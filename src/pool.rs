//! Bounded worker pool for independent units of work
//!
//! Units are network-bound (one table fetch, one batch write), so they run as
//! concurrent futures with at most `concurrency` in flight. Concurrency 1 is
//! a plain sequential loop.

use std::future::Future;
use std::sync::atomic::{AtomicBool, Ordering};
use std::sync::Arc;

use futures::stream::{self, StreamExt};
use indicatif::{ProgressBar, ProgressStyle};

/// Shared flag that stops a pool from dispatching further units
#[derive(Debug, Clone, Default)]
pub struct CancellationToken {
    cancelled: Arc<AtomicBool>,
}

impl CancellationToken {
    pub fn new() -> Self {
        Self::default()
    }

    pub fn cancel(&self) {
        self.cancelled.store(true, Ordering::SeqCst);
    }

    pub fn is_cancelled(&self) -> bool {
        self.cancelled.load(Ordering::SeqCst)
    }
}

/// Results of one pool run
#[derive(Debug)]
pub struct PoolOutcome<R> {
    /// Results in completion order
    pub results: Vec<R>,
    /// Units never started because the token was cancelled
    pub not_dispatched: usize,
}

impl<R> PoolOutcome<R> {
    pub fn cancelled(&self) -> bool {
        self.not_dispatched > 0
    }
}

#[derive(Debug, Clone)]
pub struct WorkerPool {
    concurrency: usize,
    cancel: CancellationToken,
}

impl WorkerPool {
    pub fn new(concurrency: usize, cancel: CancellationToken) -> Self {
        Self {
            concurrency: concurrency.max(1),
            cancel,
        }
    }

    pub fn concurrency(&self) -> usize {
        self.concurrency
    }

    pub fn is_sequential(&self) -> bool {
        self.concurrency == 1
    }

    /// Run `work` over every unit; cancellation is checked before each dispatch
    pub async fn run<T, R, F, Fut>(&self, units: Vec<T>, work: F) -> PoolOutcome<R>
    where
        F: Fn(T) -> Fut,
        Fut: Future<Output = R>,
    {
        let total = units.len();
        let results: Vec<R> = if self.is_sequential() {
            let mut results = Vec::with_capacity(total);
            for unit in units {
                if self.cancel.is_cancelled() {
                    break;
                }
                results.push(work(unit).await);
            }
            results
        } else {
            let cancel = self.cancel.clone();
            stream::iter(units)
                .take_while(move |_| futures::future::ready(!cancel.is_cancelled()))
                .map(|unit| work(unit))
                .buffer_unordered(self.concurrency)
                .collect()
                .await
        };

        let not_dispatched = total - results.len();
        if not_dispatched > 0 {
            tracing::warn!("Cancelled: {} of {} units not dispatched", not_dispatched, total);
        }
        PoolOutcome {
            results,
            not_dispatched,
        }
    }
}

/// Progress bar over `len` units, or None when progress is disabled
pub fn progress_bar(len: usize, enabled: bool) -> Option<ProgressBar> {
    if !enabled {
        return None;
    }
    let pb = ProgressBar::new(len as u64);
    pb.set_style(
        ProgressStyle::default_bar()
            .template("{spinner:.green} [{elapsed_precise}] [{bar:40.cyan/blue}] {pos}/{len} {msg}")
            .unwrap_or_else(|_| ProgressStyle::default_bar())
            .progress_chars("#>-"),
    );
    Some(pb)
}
--
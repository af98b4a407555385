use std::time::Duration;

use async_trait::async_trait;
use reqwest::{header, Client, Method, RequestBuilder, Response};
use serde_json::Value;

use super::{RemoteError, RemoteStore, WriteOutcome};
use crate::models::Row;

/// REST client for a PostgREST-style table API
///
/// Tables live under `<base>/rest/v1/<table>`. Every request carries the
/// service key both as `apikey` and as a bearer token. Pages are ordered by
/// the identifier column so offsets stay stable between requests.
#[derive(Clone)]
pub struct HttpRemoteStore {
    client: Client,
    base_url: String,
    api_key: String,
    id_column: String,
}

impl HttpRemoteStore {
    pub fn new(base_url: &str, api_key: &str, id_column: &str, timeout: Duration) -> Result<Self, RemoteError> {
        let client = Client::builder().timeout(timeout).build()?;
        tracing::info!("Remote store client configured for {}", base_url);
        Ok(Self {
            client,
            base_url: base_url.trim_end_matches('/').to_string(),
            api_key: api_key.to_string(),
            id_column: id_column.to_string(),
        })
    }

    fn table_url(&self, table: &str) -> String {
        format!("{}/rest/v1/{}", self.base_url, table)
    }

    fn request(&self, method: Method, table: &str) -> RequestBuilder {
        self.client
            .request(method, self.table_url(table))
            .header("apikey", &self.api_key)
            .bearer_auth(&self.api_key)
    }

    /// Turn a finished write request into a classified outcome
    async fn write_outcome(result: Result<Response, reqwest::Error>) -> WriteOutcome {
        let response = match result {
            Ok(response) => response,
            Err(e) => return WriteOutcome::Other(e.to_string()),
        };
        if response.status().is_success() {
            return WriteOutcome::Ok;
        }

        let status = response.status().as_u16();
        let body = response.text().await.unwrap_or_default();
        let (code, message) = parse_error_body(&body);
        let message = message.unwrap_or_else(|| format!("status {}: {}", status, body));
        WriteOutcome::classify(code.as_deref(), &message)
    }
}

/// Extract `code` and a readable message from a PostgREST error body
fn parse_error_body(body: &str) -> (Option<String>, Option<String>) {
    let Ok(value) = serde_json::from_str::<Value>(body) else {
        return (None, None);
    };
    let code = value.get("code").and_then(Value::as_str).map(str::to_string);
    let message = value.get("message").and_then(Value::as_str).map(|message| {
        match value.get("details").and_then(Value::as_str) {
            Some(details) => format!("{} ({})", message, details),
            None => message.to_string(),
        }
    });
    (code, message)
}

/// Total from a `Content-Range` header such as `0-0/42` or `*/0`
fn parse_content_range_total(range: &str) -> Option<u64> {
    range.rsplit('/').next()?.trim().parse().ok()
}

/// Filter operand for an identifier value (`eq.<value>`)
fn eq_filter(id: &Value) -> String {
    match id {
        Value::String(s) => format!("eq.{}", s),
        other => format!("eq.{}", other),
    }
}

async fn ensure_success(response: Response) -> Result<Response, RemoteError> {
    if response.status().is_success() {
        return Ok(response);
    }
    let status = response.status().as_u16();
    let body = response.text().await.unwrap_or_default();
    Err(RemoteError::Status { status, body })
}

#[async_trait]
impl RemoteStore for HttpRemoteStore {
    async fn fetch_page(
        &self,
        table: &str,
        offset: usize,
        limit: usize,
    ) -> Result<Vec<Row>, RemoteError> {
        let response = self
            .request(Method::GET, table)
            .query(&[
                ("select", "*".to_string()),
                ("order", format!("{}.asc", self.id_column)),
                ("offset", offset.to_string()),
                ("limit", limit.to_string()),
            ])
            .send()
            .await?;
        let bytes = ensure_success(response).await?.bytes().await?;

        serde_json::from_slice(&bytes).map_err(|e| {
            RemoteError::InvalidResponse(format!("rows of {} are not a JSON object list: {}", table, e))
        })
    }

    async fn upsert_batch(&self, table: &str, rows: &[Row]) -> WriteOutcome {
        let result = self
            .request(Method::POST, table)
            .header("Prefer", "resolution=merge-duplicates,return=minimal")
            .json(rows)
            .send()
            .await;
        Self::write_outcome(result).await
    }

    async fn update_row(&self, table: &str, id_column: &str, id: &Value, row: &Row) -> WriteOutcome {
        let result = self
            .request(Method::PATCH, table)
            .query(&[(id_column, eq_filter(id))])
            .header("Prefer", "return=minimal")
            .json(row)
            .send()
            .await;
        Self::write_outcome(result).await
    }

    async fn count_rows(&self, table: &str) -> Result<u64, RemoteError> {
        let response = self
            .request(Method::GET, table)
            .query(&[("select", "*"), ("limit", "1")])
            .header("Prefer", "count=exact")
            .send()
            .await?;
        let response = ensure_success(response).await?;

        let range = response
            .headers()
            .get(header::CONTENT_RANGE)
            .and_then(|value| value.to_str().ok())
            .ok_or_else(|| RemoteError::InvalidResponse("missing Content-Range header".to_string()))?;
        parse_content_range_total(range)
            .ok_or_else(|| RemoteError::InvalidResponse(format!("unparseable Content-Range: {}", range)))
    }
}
...
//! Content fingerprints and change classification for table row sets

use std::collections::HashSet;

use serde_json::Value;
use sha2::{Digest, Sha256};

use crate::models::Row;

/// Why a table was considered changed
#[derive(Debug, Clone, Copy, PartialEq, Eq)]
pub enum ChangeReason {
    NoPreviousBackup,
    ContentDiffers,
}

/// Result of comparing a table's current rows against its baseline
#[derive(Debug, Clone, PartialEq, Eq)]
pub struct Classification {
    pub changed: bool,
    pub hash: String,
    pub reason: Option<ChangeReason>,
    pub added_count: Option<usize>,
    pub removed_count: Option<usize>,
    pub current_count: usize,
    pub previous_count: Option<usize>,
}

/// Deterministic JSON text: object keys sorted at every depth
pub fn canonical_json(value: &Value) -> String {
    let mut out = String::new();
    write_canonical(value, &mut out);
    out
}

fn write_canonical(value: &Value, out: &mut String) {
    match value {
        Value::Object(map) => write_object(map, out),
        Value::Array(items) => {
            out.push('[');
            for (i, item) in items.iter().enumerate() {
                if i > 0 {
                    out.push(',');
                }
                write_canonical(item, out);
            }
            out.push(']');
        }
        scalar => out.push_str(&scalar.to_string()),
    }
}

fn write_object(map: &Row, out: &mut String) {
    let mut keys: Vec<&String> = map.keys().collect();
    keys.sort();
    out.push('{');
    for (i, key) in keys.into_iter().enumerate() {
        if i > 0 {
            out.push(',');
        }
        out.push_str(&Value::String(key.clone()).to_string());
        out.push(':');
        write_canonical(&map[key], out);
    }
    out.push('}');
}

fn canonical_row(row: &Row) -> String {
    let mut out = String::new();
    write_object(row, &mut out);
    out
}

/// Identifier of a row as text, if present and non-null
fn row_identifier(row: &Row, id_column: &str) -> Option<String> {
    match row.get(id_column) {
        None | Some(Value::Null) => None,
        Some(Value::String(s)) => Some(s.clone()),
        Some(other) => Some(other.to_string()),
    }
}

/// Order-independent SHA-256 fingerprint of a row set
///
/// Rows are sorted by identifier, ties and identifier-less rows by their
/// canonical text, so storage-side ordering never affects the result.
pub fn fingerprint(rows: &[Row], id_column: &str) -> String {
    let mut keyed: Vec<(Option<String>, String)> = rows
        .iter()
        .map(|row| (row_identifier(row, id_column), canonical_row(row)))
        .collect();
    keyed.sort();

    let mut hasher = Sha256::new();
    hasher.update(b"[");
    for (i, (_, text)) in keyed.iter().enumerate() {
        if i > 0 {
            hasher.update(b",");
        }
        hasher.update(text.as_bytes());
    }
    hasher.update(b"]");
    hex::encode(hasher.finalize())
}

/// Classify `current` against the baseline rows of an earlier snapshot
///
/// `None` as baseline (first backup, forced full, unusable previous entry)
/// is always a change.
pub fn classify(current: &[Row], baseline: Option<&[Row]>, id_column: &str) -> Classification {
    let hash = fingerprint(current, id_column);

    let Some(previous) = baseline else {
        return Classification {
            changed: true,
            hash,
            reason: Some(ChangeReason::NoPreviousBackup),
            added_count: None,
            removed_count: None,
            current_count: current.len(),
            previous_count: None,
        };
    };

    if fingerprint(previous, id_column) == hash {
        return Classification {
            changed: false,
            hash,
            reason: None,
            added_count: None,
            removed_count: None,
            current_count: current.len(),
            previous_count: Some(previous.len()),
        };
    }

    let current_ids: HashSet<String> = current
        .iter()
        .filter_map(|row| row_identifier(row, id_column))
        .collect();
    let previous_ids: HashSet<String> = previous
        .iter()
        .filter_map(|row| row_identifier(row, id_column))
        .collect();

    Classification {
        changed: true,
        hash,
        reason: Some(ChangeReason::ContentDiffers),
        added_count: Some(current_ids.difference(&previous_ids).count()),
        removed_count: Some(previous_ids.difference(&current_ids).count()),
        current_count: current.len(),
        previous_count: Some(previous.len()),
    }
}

◆ EXERCISE GOAL
Using the listing above, return all lines where the word "over" occurs.

◆ THE ANSWER
    /// Run `work` over every unit; cancellation is checked before each dispatch
/// Progress bar over `len` units, or None when progress is disabled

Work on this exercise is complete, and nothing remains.